* **INSTRUCTIONS FOR THE TASK**: What you return should match the records below exactly.

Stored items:
=== Section Start ===

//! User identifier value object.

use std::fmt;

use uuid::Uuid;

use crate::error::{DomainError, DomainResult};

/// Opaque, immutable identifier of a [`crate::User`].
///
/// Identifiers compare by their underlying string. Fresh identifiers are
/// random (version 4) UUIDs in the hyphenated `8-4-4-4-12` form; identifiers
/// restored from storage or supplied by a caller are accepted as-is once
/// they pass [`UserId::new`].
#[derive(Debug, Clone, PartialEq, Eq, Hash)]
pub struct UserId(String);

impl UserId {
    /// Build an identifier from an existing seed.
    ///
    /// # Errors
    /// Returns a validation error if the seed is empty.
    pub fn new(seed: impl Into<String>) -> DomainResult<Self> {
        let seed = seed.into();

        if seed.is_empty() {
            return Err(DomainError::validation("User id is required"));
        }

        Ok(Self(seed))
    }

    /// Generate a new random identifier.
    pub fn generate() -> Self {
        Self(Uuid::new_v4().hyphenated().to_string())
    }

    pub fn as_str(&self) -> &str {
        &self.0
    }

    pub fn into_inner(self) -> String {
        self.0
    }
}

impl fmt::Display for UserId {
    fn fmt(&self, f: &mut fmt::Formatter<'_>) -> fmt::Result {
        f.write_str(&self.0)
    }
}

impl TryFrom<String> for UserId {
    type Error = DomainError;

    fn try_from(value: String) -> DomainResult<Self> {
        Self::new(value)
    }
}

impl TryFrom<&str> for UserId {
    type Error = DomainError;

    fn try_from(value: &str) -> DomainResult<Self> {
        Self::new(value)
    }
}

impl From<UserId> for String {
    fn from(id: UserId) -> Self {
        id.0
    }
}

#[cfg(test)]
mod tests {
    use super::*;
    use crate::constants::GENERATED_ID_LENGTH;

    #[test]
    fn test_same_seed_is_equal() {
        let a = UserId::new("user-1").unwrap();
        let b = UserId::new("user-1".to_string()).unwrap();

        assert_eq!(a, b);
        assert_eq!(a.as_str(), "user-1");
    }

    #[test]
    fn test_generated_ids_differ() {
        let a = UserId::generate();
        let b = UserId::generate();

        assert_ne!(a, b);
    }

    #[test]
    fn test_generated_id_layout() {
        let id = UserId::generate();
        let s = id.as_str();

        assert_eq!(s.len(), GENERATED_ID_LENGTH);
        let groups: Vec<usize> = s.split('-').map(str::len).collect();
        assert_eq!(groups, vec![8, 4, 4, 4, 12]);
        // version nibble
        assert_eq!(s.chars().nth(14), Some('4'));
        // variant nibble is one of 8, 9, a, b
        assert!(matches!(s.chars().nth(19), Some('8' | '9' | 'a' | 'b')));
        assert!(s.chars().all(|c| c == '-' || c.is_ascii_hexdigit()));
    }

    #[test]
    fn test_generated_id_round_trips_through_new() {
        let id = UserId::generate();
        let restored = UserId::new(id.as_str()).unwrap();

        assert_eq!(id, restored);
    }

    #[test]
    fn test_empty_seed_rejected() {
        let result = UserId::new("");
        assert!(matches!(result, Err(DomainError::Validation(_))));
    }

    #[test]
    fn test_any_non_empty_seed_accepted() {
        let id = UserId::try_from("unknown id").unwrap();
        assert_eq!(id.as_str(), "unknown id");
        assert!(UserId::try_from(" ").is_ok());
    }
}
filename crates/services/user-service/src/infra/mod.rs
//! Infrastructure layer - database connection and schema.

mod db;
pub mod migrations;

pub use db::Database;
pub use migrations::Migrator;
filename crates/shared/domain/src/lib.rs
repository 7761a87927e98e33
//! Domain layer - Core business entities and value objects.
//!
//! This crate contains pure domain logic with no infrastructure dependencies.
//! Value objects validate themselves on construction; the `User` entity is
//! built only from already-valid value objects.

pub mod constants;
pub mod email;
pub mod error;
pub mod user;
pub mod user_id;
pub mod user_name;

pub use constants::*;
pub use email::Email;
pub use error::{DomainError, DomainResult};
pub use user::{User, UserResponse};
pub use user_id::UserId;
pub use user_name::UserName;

=== Section End ===

* **PROBLEM SOLUTION**:
//! User identifier value object.

use std::fmt;

use uuid::Uuid;

use crate::error::{DomainError, DomainResult};

/// Opaque, immutable identifier of a [`crate::User`].
///
/// Identifiers compare by their underlying string. Fresh identifiers are
/// random (version 4) UUIDs in the hyphenated `8-4-4-4-12` form; identifiers
/// restored from storage or supplied by a caller are accepted as-is once
/// they pass [`UserId::new`].
#[derive(Debug, Clone, PartialEq, Eq, Hash)]
pub struct UserId(String);

impl UserId {
    /// Build an identifier from an existing seed.
    ///
    /// # Errors
    /// Returns a validation error if the seed is empty.
    pub fn new(seed: impl Into<String>) -> DomainResult<Self> {
        let seed = seed.into();

        if seed.is_empty() {
            return Err(DomainError::validation("User id is required"));
        }

        Ok(Self(seed))
    }

    /// Generate a new random identifier.
    pub fn generate() -> Self {
        Self(Uuid::new_v4().hyphenated().to_string())
    }

    pub fn as_str(&self) -> &str {
        &self.0
    }

    pub fn into_inner(self) -> String {
        self.0
    }
}

impl fmt::Display for UserId {
    fn fmt(&self, f: &mut fmt::Formatter<'_>) -> fmt::Result {
        f.write_str(&self.0)
    }
}

impl TryFrom<String> for UserId {
    type Error = DomainError;

    fn try_from(value: String) -> DomainResult<Self> {
        Self::new(value)
    }
}

impl TryFrom<&str> for UserId {
    type Error = DomainError;

    fn try_from(value: &str) -> DomainResult<Self> {
        Self::new(value)
    }
}

impl From<UserId> for String {
    fn from(id: UserId) -> Self {
        id.0
    }
}

#[cfg(test)]
mod tests {
    use super::*;
    use crate::constants::GENERATED_ID_LENGTH;

    #[test]
    fn test_same_seed_is_equal() {
        let a = UserId::new("user-1").unwrap();
        let b = UserId::new("user-1".to_string()).unwrap();

        assert_eq!(a, b);
        assert_eq!(a.as_str(), "user-1");
    }

    #[test]
    fn test_generated_ids_differ() {
        let a = UserId::generate();
        let b = UserId::generate();

        assert_ne!(a, b);
    }

    #[test]
    fn test_generated_id_layout() {
        let id = UserId::generate();
        let s = id.as_str();

        assert_eq!(s.len(), GENERATED_ID_LENGTH);
        let groups: Vec<usize> = s.split('-').map(str::len).collect();
        assert_eq!(groups, vec![8, 4, 4, 4, 12]);
        // version nibble
        assert_eq!(s.chars().nth(14), Some('4'));
        // variant nibble is one of 8, 9, a, b
        assert!(matches!(s.chars().nth(19), Some('8' | '9' | 'a' | 'b')));
        assert!(s.chars().all(|c| c == '-' || c.is_ascii_hexdigit()));
    }

    #[test]
    fn test_generated_id_round_trips_through_new() {
        let id = UserId::generate();
        let restored = UserId::new(id.as_str()).unwrap();

        assert_eq!(id, restored);
    }

    #[test]
    fn test_empty_seed_rejected() {
        let result = UserId::new("");
        assert!(matches!(result, Err(DomainError::Validation(_))));
    }

    #[test]
    fn test_any_non_empty_seed_accepted() {
        let id = UserId::try_from("unknown id").unwrap();
        assert_eq!(id.as_str(), "unknown id");
        assert!(UserId::try_from(" ").is_ok());
    }
}
filename crates/services/user-service/src/infra/mod.rs
//! Infrastructure layer - database connection and schema.

mod db;
pub mod migrations;

pub use db::Database;
pub use migrations::Migrator;
filename crates/shared/domain/src/lib.rs
repository 7761a87927e98e33
//! Domain layer - Core business entities and value objects.
//!
//! This crate contains pure domain logic with no infrastructure dependencies.
//! Value objects validate themselves on construction; the `User` entity is
//! built only from already-valid value objects.

pub mod constants;
pub mod email;
pub mod error;
pub mod user;
pub mod user_id;
pub mod user_name;

pub use constants::*;
pub use email::Email;
pub use error::{DomainError, DomainResult};
pub use user::{User, UserResponse};
pub use user_id::UserId;
pub use user_name::UserName;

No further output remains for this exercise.